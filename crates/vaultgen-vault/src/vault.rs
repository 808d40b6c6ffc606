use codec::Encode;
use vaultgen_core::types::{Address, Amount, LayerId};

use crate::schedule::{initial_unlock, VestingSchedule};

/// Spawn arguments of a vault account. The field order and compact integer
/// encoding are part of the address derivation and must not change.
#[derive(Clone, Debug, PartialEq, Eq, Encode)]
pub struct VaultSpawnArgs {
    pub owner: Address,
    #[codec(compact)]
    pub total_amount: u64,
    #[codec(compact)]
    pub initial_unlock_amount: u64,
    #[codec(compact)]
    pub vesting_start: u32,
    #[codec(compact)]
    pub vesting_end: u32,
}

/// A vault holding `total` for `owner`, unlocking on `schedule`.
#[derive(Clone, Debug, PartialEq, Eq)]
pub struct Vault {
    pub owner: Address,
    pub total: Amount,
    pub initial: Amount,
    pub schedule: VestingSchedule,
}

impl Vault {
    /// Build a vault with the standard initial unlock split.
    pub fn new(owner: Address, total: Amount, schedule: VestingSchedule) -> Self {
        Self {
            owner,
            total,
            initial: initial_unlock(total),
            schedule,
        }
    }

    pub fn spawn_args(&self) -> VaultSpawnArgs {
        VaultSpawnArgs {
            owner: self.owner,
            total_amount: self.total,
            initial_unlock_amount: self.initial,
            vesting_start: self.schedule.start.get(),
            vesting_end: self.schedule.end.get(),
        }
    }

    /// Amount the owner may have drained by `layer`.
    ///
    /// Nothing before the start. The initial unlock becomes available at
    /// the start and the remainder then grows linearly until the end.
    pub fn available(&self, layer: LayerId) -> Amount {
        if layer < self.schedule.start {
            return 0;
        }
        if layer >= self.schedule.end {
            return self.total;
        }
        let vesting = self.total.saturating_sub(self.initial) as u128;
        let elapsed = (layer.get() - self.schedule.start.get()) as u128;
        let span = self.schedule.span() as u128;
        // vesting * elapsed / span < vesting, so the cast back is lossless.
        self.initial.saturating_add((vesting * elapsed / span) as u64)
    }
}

*-*-*

Task directions.
Filter the listing for the word "derive" and copy every line that holds it.

Solved problem.
#[derive(Clone, Debug, PartialEq, Eq, Encode)]
#[derive(Clone, Debug, PartialEq, Eq)]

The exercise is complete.